フランス政府は5日、2019年1月に予定していた燃料税の引き上げを断念する方針を明らかにした。前日には増税を6カ月先送りすると発表していたが、依然として国民の反発が根強く、抗議デモに収束の見通しが立たないことから方針転換に追い込まれた。ただ、8日にも仏全土で抗議行動が展開されており、事態が鎮静化する兆しはない。
燃料増税はマクロン政権が掲げる地球温暖化対策の一環で、来年1月1日付けでガソリンと軽油の税率を引き上げる計画だった。しかし、マクロン政権は来年の予算案に大型の法人減税を盛り込むなど、これまで富裕層寄りと受け取られる政策を実行してきたため、低所得層を中心に反発が広がっていた。
8日のデモでは各地で商店の破壊や略奪が相次ぎ、治安部隊との衝突などで合わせて300人以上が負傷し、2,000人近くが拘束された。
一方、政権内では富裕税の再導入を検討する動きも出ている。
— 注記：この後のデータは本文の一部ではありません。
use std::ffi::OsStr;
use std::io::Read;
use std::path::{Path, PathBuf};
use std::process::{Child, Command, Stdio};

use crate::error::FrameIoError;
use crate::video_info::VideoInfo;

/// One decoded RGB24 frame plus the index it was read at.
#[derive(Debug, Clone)]
pub struct Frame {
    pub index: u64,
    pub width: u32,
    pub height: u32,
    /// Row-major RGB24 pixel bytes, `height * width * 3` long.
    pub pixels: Vec<u8>,
}

/// Sequentially decodes raw RGB24 frames from a video file by piping `ffmpeg`'s
/// stdout. Frames are read on demand; there is no seeking within a single
/// reader. To seek, call [`FrameReader::seek`], which respawns the
/// underlying process with `-ss`.
pub struct FrameReader {
    src_path: PathBuf,
    info: VideoInfo,
    child: Child,
    next_index: u64,
    frame_bytes: usize,
    finished: bool,
}

impl FrameReader {
    /// Open `src_path` and start decoding from frame 0.
    pub fn open(src_path: impl AsRef<Path>) -> Result<Self, FrameIoError> {
        Self::open_from(src_path, 0)
    }

    /// Open `src_path` and start decoding from `start_frame`.
    pub fn open_from(src_path: impl AsRef<Path>, start_frame: u64) -> Result<Self, FrameIoError> {
        let src_path = src_path.as_ref().to_path_buf();
        let info = VideoInfo::probe(&src_path)?;

        if start_frame >= info.frame_count() {
            return Err(FrameIoError::SeekOutOfRange {
                path: src_path,
                frame_index: start_frame,
                frame_count: info.frame_count(),
            });
        }

        let child = spawn_decoder(&src_path, &info, start_frame)?;
        let (width, height) = info.resolution();
        let frame_bytes = width as usize * height as usize * 3;

        Ok(Self {
            src_path,
            info,
            child,
            next_index: start_frame,
            frame_bytes,
            finished: false,
        })
    }

    #[must_use]
    pub const fn info(&self) -> &VideoInfo {
        &self.info
    }

    /// Read the next sequential frame, or `Ok(None)` at end of stream.
    pub fn read_next(&mut self) -> Result<Option<Frame>, FrameIoError> {
        if self.finished {
            return Ok(None);
        }

        let (width, height) = self.info.resolution();
        let mut buf = vec![0u8; self.frame_bytes];

        let stdout = self
            .child
            .stdout
            .as_mut()
            .ok_or_else(|| FrameIoError::ReaderClosed {
                path: self.src_path.clone(),
            })?;

        let mut head = 0;
        while head < buf.len() {
            match stdout.read(&mut buf[head..]) {
                Ok(0) => {
                    self.close();
                    return Ok(None);
                }
                Ok(n) => head += n,
                Err(e) => {
                    self.close();
                    return Err(FrameIoError::Io {
                        path: self.src_path.clone(),
                        source: e.to_string(),
                    });
                }
            }
        }

        let index = self.next_index;
        self.next_index += 1;

        Ok(Some(Frame {
            index,
            width,
            height,
            pixels: buf,
        }))
    }

    /// Respawn decoding from `frame_index`, discarding the current process.
    pub fn seek(&mut self, frame_index: u64) -> Result<(), FrameIoError> {
        if frame_index >= self.info.frame_count() {
            return Err(FrameIoError::SeekOutOfRange {
                path: self.src_path.clone(),
                frame_index,
                frame_count: self.info.frame_count(),
            });
        }

        self.close();
        self.child = spawn_decoder(&self.src_path, &self.info, frame_index)?;
        self.next_index = frame_index;
        self.finished = false;
        Ok(())
    }

    fn close(&mut self) {
        if !self.finished {
            let _ = self.child.kill();
            let _ = self.child.wait();
            self.finished = true;
        }
    }
}

impl Drop for FrameReader {
    fn drop(&mut self) {
        self.close();
    }
}

fn spawn_decoder(src_path: &Path, info: &VideoInfo, start_frame: u64) -> Result<Child, FrameIoError> {
    let seek_secs = f64::from(start_frame as u32) / f64::from(info.fps().max(1.0));
    let seek_arg_string = format!("{seek_secs:.6}");

    #[rustfmt::skip]
    let args: Vec<&OsStr> = vec![
        OsStr::new("-hide_banner"),
        OsStr::new("-loglevel"), OsStr::new("error"),
        OsStr::new("-nostats"),
        OsStr::new("-ss"), OsStr::new(&seek_arg_string),
        OsStr::new("-i"), OsStr::new(src_path),
        OsStr::new("-pix_fmt"), OsStr::new("rgb24"),
        OsStr::new("-c:v"), OsStr::new("rawvideo"),
        OsStr::new("-f"), OsStr::new("image2pipe"),
        OsStr::new("-"),
    ];

    let mut child = Command::new("ffmpeg")
        .args(&args)
        .stdin(Stdio::null())
        .stdout(Stdio::piped())
        .stderr(Stdio::null())
        .spawn()
        .map_err(|e| match e.kind() {
            std::io::ErrorKind::NotFound => FrameIoError::ToolNotFound,
            _ => FrameIoError::Io {
                path: src_path.to_path_buf(),
                source: e.to_string(),
            },
        })?;

    // Prevent lockup if ffmpeg fills its stderr pipe; we don't read it.
    std::mem::drop(child.stderr.take());

    Ok(child)
}

/// Frame count of `src_path` without opening a decode pipe.
pub fn frame_count(src_path: impl AsRef<Path>) -> Result<u64, FrameIoError> {
    Ok(VideoInfo::probe(src_path)?.frame_count())
}

/// Frames-per-second of `src_path` without opening a decode pipe.
pub fn fps(src_path: impl AsRef<Path>) -> Result<f32, FrameIoError> {
    Ok(VideoInfo::probe(src_path)?.fps())
}

/// `(width, height)` of `src_path` without opening a decode pipe.
pub fn resolution(src_path: impl AsRef<Path>) -> Result<(u32, u32), FrameIoError> {
    Ok(VideoInfo::probe(src_path)?.resolution())
}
政府は投資拡大の名目で、富裕税の課税対象を高額の不動産取引などに限定する政策を導入したが、グリボー報道官は5日のラジオ番組で、19年秋に富裕税を見直す可能性があると述べた。燃料税の引き上げ断念による税収減の穴埋めとして、有価証券などの保有資産に課税する従来の制度を復活させるというもの。大幅な歳入減で財政赤字がEUの定めるGDP比3%を超える事態を回避するための措置だ。欧米メディアによると、19年の歳入減は約40億ユーロに上るとされる。